Copy each line of the records below that has "least" in it.

+--

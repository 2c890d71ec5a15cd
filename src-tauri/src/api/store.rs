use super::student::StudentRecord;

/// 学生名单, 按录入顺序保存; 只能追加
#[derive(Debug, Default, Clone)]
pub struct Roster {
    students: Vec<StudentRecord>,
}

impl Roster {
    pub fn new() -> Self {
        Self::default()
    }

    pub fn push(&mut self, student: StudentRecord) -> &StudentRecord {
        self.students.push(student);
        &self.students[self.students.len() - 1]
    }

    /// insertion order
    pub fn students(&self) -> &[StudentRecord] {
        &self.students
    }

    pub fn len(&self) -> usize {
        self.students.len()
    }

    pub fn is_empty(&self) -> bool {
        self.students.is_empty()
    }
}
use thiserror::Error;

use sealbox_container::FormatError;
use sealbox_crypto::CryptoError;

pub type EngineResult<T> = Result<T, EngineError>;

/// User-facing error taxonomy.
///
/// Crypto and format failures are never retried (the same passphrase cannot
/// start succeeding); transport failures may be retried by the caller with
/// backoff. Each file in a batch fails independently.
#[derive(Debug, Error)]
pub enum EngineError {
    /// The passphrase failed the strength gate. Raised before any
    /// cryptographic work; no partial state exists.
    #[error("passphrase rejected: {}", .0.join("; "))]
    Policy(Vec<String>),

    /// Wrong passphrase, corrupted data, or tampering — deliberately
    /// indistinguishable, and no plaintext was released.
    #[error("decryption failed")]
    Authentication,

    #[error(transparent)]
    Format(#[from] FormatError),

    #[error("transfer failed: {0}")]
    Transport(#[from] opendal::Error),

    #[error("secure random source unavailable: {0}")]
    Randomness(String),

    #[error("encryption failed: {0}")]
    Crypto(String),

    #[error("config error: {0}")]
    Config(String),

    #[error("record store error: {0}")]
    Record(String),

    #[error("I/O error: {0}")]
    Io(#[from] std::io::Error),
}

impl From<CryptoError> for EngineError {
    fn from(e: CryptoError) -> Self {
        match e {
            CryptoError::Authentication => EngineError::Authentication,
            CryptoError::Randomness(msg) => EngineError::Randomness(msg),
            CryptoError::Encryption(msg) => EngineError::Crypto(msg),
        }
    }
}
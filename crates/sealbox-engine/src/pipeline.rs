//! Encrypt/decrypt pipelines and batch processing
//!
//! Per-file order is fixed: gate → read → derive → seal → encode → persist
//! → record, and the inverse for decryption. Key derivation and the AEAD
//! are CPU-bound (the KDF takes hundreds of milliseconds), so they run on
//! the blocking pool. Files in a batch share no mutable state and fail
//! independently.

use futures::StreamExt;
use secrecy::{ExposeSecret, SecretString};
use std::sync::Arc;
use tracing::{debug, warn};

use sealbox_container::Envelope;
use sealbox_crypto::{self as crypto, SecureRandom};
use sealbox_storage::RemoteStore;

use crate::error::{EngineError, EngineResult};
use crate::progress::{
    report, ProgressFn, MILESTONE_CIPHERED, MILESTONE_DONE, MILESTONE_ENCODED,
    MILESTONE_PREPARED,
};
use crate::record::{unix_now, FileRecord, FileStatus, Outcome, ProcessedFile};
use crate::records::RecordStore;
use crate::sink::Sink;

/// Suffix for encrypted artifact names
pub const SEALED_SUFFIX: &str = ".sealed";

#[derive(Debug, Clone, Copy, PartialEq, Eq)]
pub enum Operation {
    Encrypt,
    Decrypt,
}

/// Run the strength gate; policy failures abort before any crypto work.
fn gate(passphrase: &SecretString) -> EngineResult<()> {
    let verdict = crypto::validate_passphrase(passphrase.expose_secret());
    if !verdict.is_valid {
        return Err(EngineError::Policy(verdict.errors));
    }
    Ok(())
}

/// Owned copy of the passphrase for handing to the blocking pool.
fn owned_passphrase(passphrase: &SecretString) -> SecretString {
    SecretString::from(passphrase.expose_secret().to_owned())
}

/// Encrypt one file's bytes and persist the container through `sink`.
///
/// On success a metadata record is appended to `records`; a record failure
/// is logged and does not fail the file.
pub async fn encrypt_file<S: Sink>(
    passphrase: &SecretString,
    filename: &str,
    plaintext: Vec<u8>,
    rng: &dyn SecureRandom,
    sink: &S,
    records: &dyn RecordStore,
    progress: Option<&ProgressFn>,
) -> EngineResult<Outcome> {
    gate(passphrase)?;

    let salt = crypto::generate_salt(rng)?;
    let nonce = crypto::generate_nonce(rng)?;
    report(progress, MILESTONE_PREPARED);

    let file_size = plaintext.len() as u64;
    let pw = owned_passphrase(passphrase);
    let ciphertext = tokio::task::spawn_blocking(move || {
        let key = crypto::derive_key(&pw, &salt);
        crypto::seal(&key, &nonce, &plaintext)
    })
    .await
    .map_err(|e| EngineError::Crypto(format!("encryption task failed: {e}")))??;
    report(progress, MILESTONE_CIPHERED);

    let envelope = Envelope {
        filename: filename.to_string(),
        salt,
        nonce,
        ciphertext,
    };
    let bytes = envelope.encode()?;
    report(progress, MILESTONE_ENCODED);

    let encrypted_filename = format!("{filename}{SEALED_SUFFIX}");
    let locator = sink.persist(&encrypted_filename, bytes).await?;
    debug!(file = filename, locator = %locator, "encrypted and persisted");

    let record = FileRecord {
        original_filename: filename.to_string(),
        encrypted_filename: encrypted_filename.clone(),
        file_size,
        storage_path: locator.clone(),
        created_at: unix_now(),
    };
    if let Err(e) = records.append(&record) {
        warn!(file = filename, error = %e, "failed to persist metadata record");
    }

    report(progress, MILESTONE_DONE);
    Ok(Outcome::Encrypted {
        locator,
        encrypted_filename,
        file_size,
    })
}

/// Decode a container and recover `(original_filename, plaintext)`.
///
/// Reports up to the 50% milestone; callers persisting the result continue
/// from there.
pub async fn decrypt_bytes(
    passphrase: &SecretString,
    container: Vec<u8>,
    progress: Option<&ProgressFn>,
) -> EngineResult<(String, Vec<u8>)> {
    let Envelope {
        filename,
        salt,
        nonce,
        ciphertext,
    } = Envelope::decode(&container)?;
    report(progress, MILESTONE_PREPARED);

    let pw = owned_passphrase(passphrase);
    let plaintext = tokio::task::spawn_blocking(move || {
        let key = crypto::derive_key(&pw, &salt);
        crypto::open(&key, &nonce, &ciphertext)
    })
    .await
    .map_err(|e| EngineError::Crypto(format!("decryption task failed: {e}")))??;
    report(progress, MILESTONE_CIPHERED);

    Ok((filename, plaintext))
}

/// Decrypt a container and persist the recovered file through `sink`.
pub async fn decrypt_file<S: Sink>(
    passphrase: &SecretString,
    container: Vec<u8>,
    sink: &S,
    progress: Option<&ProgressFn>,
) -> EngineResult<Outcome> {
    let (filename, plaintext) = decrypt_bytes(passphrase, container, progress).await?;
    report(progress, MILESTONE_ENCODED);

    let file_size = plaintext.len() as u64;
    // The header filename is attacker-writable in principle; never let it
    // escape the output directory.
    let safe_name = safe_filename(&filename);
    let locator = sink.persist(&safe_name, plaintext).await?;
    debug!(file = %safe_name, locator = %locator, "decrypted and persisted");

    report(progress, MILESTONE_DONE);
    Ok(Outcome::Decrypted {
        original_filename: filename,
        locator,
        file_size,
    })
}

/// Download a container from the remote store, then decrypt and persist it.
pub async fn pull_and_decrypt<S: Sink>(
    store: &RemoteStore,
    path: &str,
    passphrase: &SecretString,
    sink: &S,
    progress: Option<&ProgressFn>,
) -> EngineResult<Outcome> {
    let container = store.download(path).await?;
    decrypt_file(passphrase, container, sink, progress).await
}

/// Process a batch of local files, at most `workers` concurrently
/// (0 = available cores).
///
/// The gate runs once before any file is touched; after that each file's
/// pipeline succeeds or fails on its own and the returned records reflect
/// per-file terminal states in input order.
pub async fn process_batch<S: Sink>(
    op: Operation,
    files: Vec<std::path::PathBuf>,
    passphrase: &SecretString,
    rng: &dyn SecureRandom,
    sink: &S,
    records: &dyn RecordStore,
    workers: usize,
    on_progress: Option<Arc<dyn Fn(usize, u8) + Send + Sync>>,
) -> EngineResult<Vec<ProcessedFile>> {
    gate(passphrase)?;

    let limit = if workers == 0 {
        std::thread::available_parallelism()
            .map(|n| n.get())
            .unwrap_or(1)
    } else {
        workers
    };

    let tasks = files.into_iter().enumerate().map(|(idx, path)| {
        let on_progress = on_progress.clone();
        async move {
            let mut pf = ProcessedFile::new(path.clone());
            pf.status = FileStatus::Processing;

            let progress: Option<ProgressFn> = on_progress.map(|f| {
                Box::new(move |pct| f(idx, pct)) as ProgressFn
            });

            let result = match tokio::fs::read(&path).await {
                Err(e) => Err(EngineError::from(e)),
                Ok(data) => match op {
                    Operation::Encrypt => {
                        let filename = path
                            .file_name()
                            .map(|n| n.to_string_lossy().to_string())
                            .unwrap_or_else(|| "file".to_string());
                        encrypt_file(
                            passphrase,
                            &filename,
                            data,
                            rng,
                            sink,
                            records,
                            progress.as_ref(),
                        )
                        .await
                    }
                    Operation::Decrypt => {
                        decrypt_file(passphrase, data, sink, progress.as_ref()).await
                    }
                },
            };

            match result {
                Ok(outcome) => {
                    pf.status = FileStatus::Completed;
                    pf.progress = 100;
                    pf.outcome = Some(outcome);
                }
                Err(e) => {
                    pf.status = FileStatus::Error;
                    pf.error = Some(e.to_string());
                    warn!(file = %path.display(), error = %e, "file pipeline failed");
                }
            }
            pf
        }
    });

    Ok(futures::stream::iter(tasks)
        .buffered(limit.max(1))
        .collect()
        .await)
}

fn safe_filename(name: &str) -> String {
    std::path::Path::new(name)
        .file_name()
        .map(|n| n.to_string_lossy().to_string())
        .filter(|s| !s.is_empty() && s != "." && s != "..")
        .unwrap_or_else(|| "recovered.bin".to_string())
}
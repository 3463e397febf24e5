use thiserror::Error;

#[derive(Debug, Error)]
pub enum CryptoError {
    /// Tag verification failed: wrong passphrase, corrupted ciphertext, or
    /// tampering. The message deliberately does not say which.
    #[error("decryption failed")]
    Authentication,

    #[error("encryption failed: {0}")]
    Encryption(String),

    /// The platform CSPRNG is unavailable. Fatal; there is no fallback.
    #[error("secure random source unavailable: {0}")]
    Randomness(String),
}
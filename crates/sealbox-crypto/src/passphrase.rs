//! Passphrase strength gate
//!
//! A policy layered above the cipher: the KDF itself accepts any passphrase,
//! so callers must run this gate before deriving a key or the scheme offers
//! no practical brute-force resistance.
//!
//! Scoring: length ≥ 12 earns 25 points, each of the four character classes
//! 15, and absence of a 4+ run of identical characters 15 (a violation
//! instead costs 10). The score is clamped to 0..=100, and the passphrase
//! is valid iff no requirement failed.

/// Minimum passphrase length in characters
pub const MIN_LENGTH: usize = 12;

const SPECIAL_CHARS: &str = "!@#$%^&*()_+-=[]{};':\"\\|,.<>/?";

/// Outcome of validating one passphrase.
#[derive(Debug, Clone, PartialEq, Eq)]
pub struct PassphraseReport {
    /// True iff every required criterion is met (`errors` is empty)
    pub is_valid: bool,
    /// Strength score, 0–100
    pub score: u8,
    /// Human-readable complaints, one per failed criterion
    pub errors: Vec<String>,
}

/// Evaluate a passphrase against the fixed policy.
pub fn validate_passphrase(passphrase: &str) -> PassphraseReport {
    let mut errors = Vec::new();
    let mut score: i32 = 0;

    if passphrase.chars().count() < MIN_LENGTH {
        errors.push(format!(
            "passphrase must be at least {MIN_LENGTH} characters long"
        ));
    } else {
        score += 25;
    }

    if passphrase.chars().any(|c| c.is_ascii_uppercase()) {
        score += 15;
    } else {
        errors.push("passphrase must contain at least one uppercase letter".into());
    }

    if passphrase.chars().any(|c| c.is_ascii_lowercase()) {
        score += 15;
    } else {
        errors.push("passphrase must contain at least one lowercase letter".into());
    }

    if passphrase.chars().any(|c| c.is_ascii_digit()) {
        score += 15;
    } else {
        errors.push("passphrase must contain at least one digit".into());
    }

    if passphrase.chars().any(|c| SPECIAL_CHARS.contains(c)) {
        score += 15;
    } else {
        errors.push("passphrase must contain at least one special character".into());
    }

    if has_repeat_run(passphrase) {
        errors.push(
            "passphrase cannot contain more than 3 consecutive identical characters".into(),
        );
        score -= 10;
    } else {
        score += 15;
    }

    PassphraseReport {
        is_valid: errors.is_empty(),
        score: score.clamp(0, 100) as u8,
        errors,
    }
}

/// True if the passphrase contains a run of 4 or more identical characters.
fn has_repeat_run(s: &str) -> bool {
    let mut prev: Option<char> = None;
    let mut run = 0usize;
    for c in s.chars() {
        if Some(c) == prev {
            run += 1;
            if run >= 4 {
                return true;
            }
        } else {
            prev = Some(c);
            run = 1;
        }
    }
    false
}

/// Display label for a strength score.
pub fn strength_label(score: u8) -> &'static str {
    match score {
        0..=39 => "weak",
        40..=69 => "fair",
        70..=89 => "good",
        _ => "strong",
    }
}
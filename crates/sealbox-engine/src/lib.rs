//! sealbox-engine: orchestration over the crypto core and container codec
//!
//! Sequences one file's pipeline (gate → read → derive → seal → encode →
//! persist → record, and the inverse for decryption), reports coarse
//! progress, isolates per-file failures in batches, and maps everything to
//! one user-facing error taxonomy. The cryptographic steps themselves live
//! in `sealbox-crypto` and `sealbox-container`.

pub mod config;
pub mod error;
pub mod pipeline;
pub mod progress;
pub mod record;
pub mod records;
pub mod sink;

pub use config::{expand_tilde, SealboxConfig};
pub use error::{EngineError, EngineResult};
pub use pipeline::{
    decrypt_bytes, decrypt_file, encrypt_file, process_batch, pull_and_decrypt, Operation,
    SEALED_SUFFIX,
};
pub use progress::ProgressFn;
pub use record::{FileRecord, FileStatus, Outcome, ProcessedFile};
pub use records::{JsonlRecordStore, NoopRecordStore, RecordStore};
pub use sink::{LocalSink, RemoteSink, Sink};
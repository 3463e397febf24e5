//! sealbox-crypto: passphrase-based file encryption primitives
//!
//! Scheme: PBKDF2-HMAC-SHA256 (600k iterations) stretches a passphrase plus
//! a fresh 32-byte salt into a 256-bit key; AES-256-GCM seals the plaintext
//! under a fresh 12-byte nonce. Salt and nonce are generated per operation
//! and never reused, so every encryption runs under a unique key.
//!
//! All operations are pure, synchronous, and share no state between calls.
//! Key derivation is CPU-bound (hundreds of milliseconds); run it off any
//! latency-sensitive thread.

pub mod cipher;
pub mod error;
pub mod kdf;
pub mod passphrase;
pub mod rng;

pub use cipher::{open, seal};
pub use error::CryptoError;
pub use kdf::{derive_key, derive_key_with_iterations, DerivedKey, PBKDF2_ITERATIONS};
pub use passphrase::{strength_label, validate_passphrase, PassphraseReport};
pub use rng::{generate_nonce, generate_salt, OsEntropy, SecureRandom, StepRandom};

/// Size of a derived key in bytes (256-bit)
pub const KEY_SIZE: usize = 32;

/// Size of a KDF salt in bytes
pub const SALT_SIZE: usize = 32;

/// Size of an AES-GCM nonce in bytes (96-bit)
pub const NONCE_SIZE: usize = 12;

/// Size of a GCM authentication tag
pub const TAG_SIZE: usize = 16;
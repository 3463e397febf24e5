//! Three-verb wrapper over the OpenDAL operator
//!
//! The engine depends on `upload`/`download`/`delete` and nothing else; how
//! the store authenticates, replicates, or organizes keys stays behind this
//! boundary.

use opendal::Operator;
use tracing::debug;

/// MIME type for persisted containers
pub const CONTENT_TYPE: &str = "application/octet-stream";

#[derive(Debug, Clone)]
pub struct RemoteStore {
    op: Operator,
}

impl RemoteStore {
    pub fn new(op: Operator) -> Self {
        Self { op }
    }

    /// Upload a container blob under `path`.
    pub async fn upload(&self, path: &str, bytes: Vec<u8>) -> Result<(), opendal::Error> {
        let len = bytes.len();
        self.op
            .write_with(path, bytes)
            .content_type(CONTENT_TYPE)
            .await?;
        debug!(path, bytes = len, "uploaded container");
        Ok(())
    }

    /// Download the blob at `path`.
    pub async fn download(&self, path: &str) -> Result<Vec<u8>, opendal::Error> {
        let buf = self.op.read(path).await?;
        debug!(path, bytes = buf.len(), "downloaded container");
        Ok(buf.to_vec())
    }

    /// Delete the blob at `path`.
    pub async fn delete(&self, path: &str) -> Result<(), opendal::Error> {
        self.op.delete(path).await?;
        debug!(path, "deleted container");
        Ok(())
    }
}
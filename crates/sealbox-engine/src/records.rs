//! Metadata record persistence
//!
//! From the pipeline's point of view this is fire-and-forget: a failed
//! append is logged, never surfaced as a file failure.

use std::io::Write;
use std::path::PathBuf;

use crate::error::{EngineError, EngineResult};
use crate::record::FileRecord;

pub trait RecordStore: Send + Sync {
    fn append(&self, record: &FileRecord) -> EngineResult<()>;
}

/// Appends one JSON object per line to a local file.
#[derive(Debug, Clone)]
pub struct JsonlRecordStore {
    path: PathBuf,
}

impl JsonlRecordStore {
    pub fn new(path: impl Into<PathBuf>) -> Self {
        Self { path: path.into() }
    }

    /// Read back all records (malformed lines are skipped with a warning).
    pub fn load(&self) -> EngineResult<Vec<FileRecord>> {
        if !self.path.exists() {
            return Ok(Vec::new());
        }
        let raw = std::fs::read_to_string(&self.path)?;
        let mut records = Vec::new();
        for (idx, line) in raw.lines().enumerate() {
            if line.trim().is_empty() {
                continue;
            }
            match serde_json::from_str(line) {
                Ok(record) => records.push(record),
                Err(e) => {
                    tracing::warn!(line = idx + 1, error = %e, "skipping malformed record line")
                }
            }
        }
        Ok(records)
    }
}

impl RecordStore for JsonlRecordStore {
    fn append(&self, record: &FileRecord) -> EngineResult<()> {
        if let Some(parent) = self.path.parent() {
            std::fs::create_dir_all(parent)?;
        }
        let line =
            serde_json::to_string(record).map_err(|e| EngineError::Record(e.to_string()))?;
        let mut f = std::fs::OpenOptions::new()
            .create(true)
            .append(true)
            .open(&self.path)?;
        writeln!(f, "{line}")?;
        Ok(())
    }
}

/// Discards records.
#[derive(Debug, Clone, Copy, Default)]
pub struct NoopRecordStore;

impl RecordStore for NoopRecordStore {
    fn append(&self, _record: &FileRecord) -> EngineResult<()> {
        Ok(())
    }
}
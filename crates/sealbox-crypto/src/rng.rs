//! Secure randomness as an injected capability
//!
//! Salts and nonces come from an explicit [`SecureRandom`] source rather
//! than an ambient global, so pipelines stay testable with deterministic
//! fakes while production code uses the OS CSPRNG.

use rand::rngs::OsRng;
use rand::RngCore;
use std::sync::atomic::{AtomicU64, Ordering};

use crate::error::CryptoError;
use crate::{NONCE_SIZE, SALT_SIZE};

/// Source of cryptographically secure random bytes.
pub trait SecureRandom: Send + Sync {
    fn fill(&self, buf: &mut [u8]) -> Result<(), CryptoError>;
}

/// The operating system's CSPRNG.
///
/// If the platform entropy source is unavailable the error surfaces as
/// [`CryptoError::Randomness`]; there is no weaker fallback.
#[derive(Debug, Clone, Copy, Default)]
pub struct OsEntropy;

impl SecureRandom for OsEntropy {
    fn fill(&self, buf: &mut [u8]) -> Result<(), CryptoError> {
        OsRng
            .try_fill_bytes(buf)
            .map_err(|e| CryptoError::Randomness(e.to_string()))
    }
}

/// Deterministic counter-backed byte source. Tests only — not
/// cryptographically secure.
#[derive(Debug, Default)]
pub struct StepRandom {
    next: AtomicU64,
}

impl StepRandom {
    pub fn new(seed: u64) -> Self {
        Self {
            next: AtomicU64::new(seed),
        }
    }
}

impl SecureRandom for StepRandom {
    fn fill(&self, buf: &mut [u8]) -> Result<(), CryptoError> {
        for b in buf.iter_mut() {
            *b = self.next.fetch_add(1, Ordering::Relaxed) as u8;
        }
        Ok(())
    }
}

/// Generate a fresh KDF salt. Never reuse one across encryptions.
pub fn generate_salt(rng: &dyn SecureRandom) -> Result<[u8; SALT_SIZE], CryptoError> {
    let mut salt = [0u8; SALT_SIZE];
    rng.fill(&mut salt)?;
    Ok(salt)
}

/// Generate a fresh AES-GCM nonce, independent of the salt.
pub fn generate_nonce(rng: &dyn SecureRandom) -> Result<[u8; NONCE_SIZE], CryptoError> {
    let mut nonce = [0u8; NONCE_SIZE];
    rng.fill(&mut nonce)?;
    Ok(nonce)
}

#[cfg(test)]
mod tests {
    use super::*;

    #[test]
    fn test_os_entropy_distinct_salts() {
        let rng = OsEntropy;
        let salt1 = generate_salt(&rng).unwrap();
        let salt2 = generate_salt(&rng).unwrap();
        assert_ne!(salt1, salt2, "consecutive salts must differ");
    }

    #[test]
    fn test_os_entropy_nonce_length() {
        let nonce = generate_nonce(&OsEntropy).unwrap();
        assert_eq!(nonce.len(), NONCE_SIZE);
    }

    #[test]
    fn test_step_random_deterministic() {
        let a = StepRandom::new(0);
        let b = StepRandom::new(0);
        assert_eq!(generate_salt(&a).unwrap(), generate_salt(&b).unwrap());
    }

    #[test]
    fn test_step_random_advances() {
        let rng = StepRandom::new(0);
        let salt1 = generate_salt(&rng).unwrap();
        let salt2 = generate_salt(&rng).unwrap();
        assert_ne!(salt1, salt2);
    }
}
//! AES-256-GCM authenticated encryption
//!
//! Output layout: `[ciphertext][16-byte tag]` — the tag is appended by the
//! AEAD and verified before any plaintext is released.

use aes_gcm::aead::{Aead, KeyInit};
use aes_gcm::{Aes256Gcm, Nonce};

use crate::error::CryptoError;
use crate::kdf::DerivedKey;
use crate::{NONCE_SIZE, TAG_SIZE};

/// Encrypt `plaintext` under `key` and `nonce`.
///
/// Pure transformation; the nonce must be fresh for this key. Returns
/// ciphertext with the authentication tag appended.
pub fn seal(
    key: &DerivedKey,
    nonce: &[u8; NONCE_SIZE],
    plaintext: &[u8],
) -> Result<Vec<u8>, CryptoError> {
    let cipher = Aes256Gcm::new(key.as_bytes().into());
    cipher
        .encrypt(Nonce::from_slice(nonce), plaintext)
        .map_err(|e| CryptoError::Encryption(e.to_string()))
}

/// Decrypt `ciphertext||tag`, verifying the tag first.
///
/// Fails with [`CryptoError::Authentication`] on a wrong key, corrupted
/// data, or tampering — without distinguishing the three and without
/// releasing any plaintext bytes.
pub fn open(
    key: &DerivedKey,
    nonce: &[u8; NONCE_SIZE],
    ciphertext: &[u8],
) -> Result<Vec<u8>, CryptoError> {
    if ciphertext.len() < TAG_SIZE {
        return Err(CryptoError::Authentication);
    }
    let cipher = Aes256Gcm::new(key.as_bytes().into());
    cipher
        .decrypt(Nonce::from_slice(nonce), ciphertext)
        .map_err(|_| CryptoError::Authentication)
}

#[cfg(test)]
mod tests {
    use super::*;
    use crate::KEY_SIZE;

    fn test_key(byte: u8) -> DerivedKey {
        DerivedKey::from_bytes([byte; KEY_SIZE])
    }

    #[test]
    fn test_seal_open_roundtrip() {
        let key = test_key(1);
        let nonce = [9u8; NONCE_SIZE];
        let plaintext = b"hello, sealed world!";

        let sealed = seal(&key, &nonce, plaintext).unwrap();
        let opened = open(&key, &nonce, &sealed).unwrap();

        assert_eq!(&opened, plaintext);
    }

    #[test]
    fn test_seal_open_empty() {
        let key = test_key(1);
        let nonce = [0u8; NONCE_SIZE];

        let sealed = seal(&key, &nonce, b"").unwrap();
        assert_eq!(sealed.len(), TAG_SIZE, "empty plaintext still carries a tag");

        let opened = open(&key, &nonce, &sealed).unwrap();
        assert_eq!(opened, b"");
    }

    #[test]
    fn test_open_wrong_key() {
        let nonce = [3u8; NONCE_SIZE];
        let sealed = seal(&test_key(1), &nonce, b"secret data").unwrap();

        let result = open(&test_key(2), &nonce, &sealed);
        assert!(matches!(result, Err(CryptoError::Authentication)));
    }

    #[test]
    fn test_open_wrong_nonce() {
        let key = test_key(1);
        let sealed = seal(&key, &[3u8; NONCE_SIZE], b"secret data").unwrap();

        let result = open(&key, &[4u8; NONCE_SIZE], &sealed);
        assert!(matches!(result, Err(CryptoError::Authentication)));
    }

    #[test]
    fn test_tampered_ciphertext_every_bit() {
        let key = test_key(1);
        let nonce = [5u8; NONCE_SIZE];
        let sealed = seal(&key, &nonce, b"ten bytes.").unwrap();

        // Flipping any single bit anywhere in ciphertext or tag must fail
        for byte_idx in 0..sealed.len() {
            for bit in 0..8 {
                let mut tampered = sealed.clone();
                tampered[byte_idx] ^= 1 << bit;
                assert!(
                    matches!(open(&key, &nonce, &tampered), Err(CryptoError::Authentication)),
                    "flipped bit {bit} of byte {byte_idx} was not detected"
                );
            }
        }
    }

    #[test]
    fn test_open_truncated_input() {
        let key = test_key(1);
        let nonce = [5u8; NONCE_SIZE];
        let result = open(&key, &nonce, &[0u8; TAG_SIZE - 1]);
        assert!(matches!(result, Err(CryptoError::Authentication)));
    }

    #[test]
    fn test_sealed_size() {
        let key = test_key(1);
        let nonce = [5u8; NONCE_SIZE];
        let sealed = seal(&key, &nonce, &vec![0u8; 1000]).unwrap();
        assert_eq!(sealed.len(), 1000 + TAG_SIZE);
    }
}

+--

SOLUTION FOR THIS TASK
            "passphrase must be at least {MIN_LENGTH} characters long"
        errors.push("passphrase must contain at least one uppercase letter".into());
        errors.push("passphrase must contain at least one lowercase letter".into());
        errors.push("passphrase must contain at least one digit".into());
        errors.push("passphrase must contain at least one special character".into());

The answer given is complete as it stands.